As the author and journalist Jonah Goldberg has so effectively demonstrated in the book Liberal Fascism, Fascism, Socialism, and American Progressivism in their various iterations have drunk from the same brackish well of class identity, economic resentment, fallen—yet perfectible—human nature, and a politically militant but faceless majority led by a gnostic elite. To be sure, there have been clear differences in political goals among these groups and within them. More importantly, they often have differed about the means to achieve them. When they were rivals for political power, these groups could argue vigorously and, indeed, violently with each other. But the fundamental commonality Goldberg describes is striking, as is the commonality between the adherents of these ideologies in the early 20th century and their modern descendants on the Left, “liberal” and “progressive” alike.

More militant than the American Progressives were the Socialists, led by Eugene V. Debs in their political manifestation as the Socialist Party. Debs, a former steam locomotive fireman, had come to prominence in 1894 as the leader of the American Railway Union during the union’s support of the striking Pullman Company workers. The strike was broken in part by President Grover Cleveland’s decision to send in troops to guard the trains after Debs’ union defied a court injunction against obstructing the railroads and the delivery of the mail. Debs served a term in jail for contempt of court, where he immersed himself on his time and on the taxpayers’ dollar in the writings of Karl Marx and various socialists. Having converted to the “gospel according to St. Marx,” in the historian Samuel Eliot Morison’s memorable phrase, Debs parlayed his new notoriety into a nomination for President on the Social Democratic Party ticket in 1900. Debs received fewer than 88,000 votes, representing merely a fraction of a percent of the votes cast. He ran in every election thereafter until 1920, except 1916. Each time, his vote totals increased, until he won nearly a million votes in 1920, while serving time in prison for his advocacy of non-compliance with the military draft during World War I.

In the United States, both Progressives and Socialists professed to stand for the common man, which, with the declining importance of farming as a livelihood, meant the American worker—or the “working class,” if one wishes to adopt more overtly socialist terminology. Organized labor had four long-sought goals: maximum-hour legislation, minimum-wage laws, a ban on child labor, and the elimination of “yellow dog” labor contracts, under which an employee promised as a condition of employment not to join a labor union. The movement had moderate success in obtaining the passage of favorable legislation in Congress and a number of states. However, the Supreme Court, in a series of famous decisions between 1905 and 1923 struck down many of these laws as violations of the liberty of contract of individuals found (or, according to critics, “discovered”) in the due process clauses of the Fifth and Fourteenth Amendments.

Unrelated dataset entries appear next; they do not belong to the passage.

//! Path patterns for access rules.
//!
//! A pattern is a case-sensitive path prefix: `/admin` covers `/admin`,
//! `/admin/users` and `/administrator`. A trailing `*` is stripped, so
//! `/static/*` covers everything under `/static/`. The patterns `/` and
//! `*` cover every path.

use serde::{Deserialize, Serialize};
use std::fmt;

/// A path prefix used by access rules.
#[derive(Debug, Clone, PartialEq, Eq, Hash, Serialize, Deserialize)]
#[serde(from = "String", into = "String")]
pub struct PathPattern(String);

impl PathPattern {
    /// Creates a pattern, stripping surrounding whitespace and a trailing `*`.
    #[must_use]
    pub fn new(pattern: &str) -> Self {
        let trimmed = pattern.trim();
        let prefix = trimmed.strip_suffix('*').unwrap_or(trimmed);
        Self(prefix.to_string())
    }

    /// Parses a comma-separated list of patterns, skipping empty entries.
    #[must_use]
    pub fn parse_list(raw: &str) -> Vec<Self> {
        raw.split(',')
            .map(str::trim)
            .filter(|s| !s.is_empty())
            .map(Self::new)
            .collect()
    }

    /// Returns the prefix this pattern matches.
    #[must_use]
    pub fn as_str(&self) -> &str {
        &self.0
    }

    /// Returns true if `path` falls under this pattern.
    #[must_use]
    pub fn matches(&self, path: &str) -> bool {
        if self.0.is_empty() || self.0 == "/" {
            return true;
        }
        path.starts_with(&self.0)
    }
}

impl fmt::Display for PathPattern {
    fn fmt(&self, f: &mut fmt::Formatter<'_>) -> fmt::Result {
        write!(f, "{}", self.0)
    }
}

impl From<String> for PathPattern {
    fn from(s: String) -> Self {
        Self::new(&s)
    }
}

impl From<&str> for PathPattern {
    fn from(s: &str) -> Self {
        Self::new(s)
    }
}

impl From<PathPattern> for String {
    fn from(pattern: PathPattern) -> Self {
        pattern.0
    }
}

The foundering of these legislative initiatives on judicial shoals lurking beneath the surface of the constitutional text played into the hands of those elements of society who saw the courts and the traditional Constitution as an obstacle not just to be overcome, but to be replaced, on the journey to their “just society.” While the Socialists were among that group, they were distinguishable from the later Communists, in that they had a national outlook and still relied on American methods. Socialists ran for local, state, and national offices, winning the mayoralties of 18 American cities in 1911, and nearly winning those offices in Cleveland and Los Angeles. Like the Progressives, the Socialists were primarily a middle and upper-middle class movement, but, like their modern descendants, one even more centered on an intellectual elite. They were most certainly not a “workers’ party.” Debs himself regarded most labor leaders as corrupt.

In the 1912 election, the Progressives reached new heights of influence. Their wing in the Democratic Party obtained the nomination for one of their most prominent theoreticians, Governor Woodrow Wilson of New Jersey. The Republicans re-nominated William Howard Taft, nominally of the more traditional wing. Still, Taft had largely followed the path set by his predecessor, Theodore Roosevelt. Taft was more cautious in policy and more sober in political rhetoric than Roosevelt, thereby inducing the latter’s ire for Taft’s perceived insufficient dedication to the cause. But Taft’s administration sometimes produced more concrete results for Progressive programs than Roosevelt’s speechifying had accomplished. Conservationism and “trust-busting” were two examples. Finally, there was Roosevelt himself, in his apotheosis as a progressive, running as the nominee of the Progressive Party he had helped to found. After their summoning by his oratory, “We stand at Armageddon, and we battle for the Lord!” his supporters would follow wherever he would lead. He assured them he was ready for the rigor of battle, “I am feeling like a bull moose.” Over four million of them followed him to the voting booths, more support than Taft could garner at the ballot box, but not enough to defeat Wilson, whose 42% of the popular vote was enough for a crushing electoral vote victory, 435 to 88 for Roosevelt, to just 8 for Taft.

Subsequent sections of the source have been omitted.